These nine tips will help you in recruiting and hiring a candidate who will become a successful, contributing superior employee.

Hire for Today’s Need and Tomorrow’s Vision

Remember that you’re hiring for the future. While a new employee has to make economic sense for today’s tasks, the best hires are people who position you to profit as your business moves into the future. New people should provide the skills you need in the future, not just match the job demands you see today. Be clear about your strategic direction for the future, and then hire the talent to help you achieve it.

Understand the Job

Finding the right people to hire is much easier when you first analyze the job you want to fill. Ask yourself what kinds of people do the best in this job? If you’re lucky enough to have a top performer already in the job, learn from them.

Observe their behavior, ask them questions and talk with their peers to get a clear understanding what characteristics make them effective in their job. This kind of job analysis drives your selection standards—do a good job at this first step and the rest of the hiring process will be faster, easier and yield a better match.

Be Legal

Review and understand the laws that pertain to discrimination. Lawsuits are cost and may include, among other things, compensatory damages, back wages, reinstatement and possibly punitive damages. Make sure your hiring process is legal.

Build a Standardized Hiring Process and Use It

Don’t count on your conversational skills to choose between candidates. At a basic level, your standardized hiring process should include criteria-based screening of an adequate number of candidates, a background check, standardized assessments and structured interviews.

Many assessment and interview tools are available, all of which will provide much more reliable results than the traditional interview. The more important the position, the more rigorous the hiring process should be.

Hiring Top Talent Means More Profit

The right person will make contributions to your company’s productivity and profitability that far exceed salary cost. But the wrong person can cost you plenty.

A Bad Hire Is Worse Than You Think

According to the Harvard Business Review, 80 percent of turnover is caused by bad hiring decisions. These are costly mistakes. The U.S. Department of Labor calculates that it costs one-third of a new hire’s annual salary to replace him. These figures include money spent on recruitment, selection and training plus costs due to decreased productivity as other employees fill in to take up the slack. But these numbers don’t reflect the intangible damages an exiting employee can have such as lost customers and low employee morale across the rest of the organization. And, turnover costs climb even higher as you move up the organization: mid- and upper–level managers can cost over twice their annual salary to replace.

Interviewing Doesn’t Work

Traditional interviews don’t help you select top talent.

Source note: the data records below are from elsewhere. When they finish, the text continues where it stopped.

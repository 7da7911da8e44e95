//! Gowon message envelope
//!
//! The JSON document exchanged on the broker topics and with the downstream
//! command service:
//!
//! ```json
//! {"module": "mqttbroker", "command": "test", "args": [], "dest": "#chan", "msg": ""}
//! ```
//!
//! `module` is required; every other field defaults to empty when absent.

use std::fmt;

use bytes::Bytes;
use serde::{Deserialize, Serialize};

/// Errors produced when decoding a message envelope
#[derive(Debug)]
pub enum MessageError {
    /// Payload is not a well-formed envelope (bad JSON, bad UTF-8, wrong field types)
    Malformed(serde_json::Error),
    /// A required field is absent or empty
    MissingField(&'static str),
}

impl fmt::Display for MessageError {
    fn fmt(&self, f: &mut fmt::Formatter<'_>) -> fmt::Result {
        match self {
            MessageError::Malformed(e) => write!(f, "malformed message: {}", e),
            MessageError::MissingField(field) => write!(f, "message is missing '{}'", field),
        }
    }
}

impl std::error::Error for MessageError {
    fn source(&self) -> Option<&(dyn std::error::Error + 'static)> {
        match self {
            MessageError::Malformed(e) => Some(e),
            MessageError::MissingField(_) => None,
        }
    }
}

impl From<serde_json::Error> for MessageError {
    fn from(e: serde_json::Error) -> Self {
        MessageError::Malformed(e)
    }
}

/// A gowon message
#[derive(Debug, Clone, PartialEq, Eq, Default, Serialize, Deserialize)]
#[serde(default)]
pub struct Message {
    /// Originating or target component
    pub module: String,
    /// Action requested
    pub command: String,
    /// Positional arguments of the command
    pub args: Vec<String>,
    /// Where a reply should be delivered, opaque to the bridge
    pub dest: String,
    /// Free-form reply or result text
    pub msg: String,
}

impl Message {
    /// Create an empty message tagged with a module
    pub fn new(module: impl Into<String>) -> Self {
        Self {
            module: module.into(),
            ..Default::default()
        }
    }

    /// Builder: set the command
    pub fn with_command(mut self, command: impl Into<String>) -> Self {
        self.command = command.into();
        self
    }

    /// Builder: set the positional arguments
    pub fn with_args<I, S>(mut self, args: I) -> Self
    where
        I: IntoIterator<Item = S>,
        S: Into<String>,
    {
        self.args = args.into_iter().map(Into::into).collect();
        self
    }

    /// Builder: set the reply destination
    pub fn with_dest(mut self, dest: impl Into<String>) -> Self {
        self.dest = dest.into();
        self
    }

    /// Builder: set the message text
    pub fn with_msg(mut self, msg: impl Into<String>) -> Self {
        self.msg = msg.into();
        self
    }

    /// Build a reply from `module` carrying `msg`, addressed to this message's destination
    pub fn reply(&self, module: &str, msg: impl Into<String>) -> Message {
        Message::new(module).with_dest(self.dest.clone()).with_msg(msg)
    }

    /// Decode a message from its wire form
    pub fn decode(bytes: &[u8]) -> Result<Self, MessageError> {
        let message: Message = serde_json::from_slice(bytes)?;
        if message.module.is_empty() {
            return Err(MessageError::MissingField("module"));
        }
        Ok(message)
    }

    /// Encode a message to its compact wire form
    pub fn encode(&self) -> Bytes {
        // A struct of strings always serializes
        Bytes::from(serde_json::to_vec(self).expect("message serialization cannot fail"))
    }

    /// Encode a message as indented JSON, used for HTTP responses
    pub fn encode_pretty(&self) -> Bytes {
        Bytes::from(serde_json::to_vec_pretty(self).expect("message serialization cannot fail"))
    }
}

#[cfg(test)]
mod tests {
    use super::*;
    use pretty_assertions::assert_eq;
    use proptest::prelude::*;

    #[test]
    fn test_decode_full_message() {
        let raw = br##"{"module":"gowon","command":"weather","args":["london","uk"],"dest":"#chan","msg":"!weather london uk"}"##;
        let message = Message::decode(raw).unwrap();

        assert_eq!(message.module, "gowon");
        assert_eq!(message.command, "weather");
        assert_eq!(message.args, vec!["london", "uk"]);
        assert_eq!(message.dest, "#chan");
        assert_eq!(message.msg, "!weather london uk");
    }

    #[test]
    fn test_decode_defaults_optional_fields() {
        let message = Message::decode(br#"{"module":"x","command":"y"}"#).unwrap();
        assert_eq!(message, Message::new("x").with_command("y"));
    }

    #[test]
    fn test_decode_ignores_unknown_fields() {
        let message = Message::decode(br#"{"module":"x","nick":"someone"}"#).unwrap();
        assert_eq!(message, Message::new("x"));
    }

    #[test]
    fn test_decode_requires_module() {
        assert!(matches!(
            Message::decode(br#"{"command":"y"}"#),
            Err(MessageError::MissingField("module"))
        ));
        assert!(matches!(
            Message::decode(br#"{"module":"","command":"y"}"#),
            Err(MessageError::MissingField("module"))
        ));
    }

    #[test]
    fn test_decode_malformed() {
        let cases: [&[u8]; 7] = [
            b"",
            b"not json",
            b"{\"module\":\"x\"",
            b"\"module\"",
            b"{\"module\":42}",
            b"{\"module\":\"x\",\"args\":\"a b\"}",
            b"{\"module\":\"\xff\xfe\"}",
        ];
        for raw in cases {
            assert!(
                matches!(Message::decode(raw), Err(MessageError::Malformed(_))),
                "expected malformed: {:?}",
                String::from_utf8_lossy(raw)
            );
        }
    }

    #[test]
    fn test_reply_uses_own_module_and_original_dest() {
        let request = Message::new("gowon")
            .with_command("test")
            .with_dest("#chan")
            .with_msg("!test");
        let reply = request.reply("mqttbroker", "testing");

        assert_eq!(reply.module, "mqttbroker");
        assert_eq!(reply.dest, "#chan");
        assert_eq!(reply.msg, "testing");
        assert!(reply.command.is_empty());
        // The request is untouched
        assert_eq!(request.module, "gowon");
    }

    #[test]
    fn test_encode_pretty_is_indented() {
        let encoded = Message::new("mqttbroker").encode_pretty();
        let text = std::str::from_utf8(&encoded).unwrap();
        assert!(text.contains("\n  \"module\": \"mqttbroker\""));
        assert_eq!(Message::decode(&encoded).unwrap(), Message::new("mqttbroker"));
    }

    fn arb_message() -> impl Strategy<Value = Message> {
        (
            "[a-z]{1,12}",
            ".*",
            proptest::collection::vec(".*", 0..4),
            ".*",
            ".*",
        )
            .prop_map(|(module, command, args, dest, msg)| Message {
                module,
                command,
                args,
                dest,
                msg,
            })
    }

    proptest! {
        #[test]
        fn prop_encode_decode_roundtrip(message in arb_message()) {
            prop_assert_eq!(Message::decode(&message.encode()).unwrap(), message);
        }

        #[test]
        fn prop_decode_never_panics(bytes in proptest::collection::vec(any::<u8>(), 0..256)) {
            let _ = Message::decode(&bytes);
        }

        #[test]
        fn prop_truncated_encoding_fails(message in arb_message(), cut in 1usize..8) {
            let encoded = message.encode();
            let len = encoded.len().saturating_sub(cut);
            prop_assert!(Message::decode(&encoded[..len]).is_err());
        }
    }
}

In fact, a large study conducted by John and Rhonda Hunter at the University of Michigan on the predictors of job performance found that a typical job interview increased the likelihood of choosing the best candidate by less than 2 percent.

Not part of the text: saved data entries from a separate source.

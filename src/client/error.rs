use std::fmt;

use crate::protocol::ConnectReturnCode;

/// Error type for broker client operations
#[derive(Debug, Clone, PartialEq, Eq)]
pub enum ClientError {
    /// No live broker connection
    NotConnected,
    /// Connection to the broker failed or was lost
    ConnectionLost(String),
    /// Broker refused the CONNECT
    Rejected(ConnectReturnCode),
    /// Connect or CONNACK timed out
    Timeout,
    /// Broker sent something that is not valid MQTT v3.1.1
    Protocol(String),
    /// Topic name or filter is not valid
    InvalidTopic(String),
    /// Outgoing packet exceeds the configured maximum packet size
    PacketTooLarge { size: usize, max: usize },
    /// Client has been shut down
    Closed,
}

impl fmt::Display for ClientError {
    fn fmt(&self, f: &mut fmt::Formatter<'_>) -> fmt::Result {
        match self {
            ClientError::NotConnected => write!(f, "Not connected to broker"),
            ClientError::ConnectionLost(msg) => write!(f, "Connection lost: {}", msg),
            ClientError::Rejected(code) => write!(f, "Connection rejected: {}", code),
            ClientError::Timeout => write!(f, "Operation timed out"),
            ClientError::Protocol(msg) => write!(f, "Protocol error: {}", msg),
            ClientError::InvalidTopic(msg) => write!(f, "Invalid topic: {}", msg),
            ClientError::PacketTooLarge { size, max } => {
                write!(f, "Packet of {} bytes exceeds maximum of {}", size, max)
            }
            ClientError::Closed => write!(f, "Client closed"),
        }
    }
}

impl std::error::Error for ClientError {}

impl From<std::io::Error> for ClientError {
    fn from(e: std::io::Error) -> Self {
        ClientError::ConnectionLost(e.to_string())
    }
}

Worse, the traditional job interview is a highly subjective process. Interviewers often have a range of biases that dramatically affect their perceptions of individual job candidates. Despite the best of intentions, interviewers and supervisors have an unconscious tendency to favor people who are similar to themselves.

An interview-only hiring process can create teams that get along reasonably well - but lack the blend of skills needed to excel in business together.

The Most Neglected Aspect of Hiring

A job analysis is the most neglected aspect of hiring. Performed correctly, a job analysis provides a list of the personal attributes required to work effectively in the role. This list of attributes is identified first by breaking down a person's job into logical parts.

Next, each job task is analyzed according to the knowledge, skills, abilities and attitudes required to perform the job correctly. Once a business knows what the position requires, the hiring process is faster and more effective because job candidates are evaluated on a common set of criteria. When you know exactly what talents are required—you know what to look for and what to test for.

Matching People to Jobs

Once a business understands what the job demands, there are several tools that help identify the right people for the job. Candidate screening, personality and skill assessments, performance-based interviews and behavioral based interviews all help identify top candidates.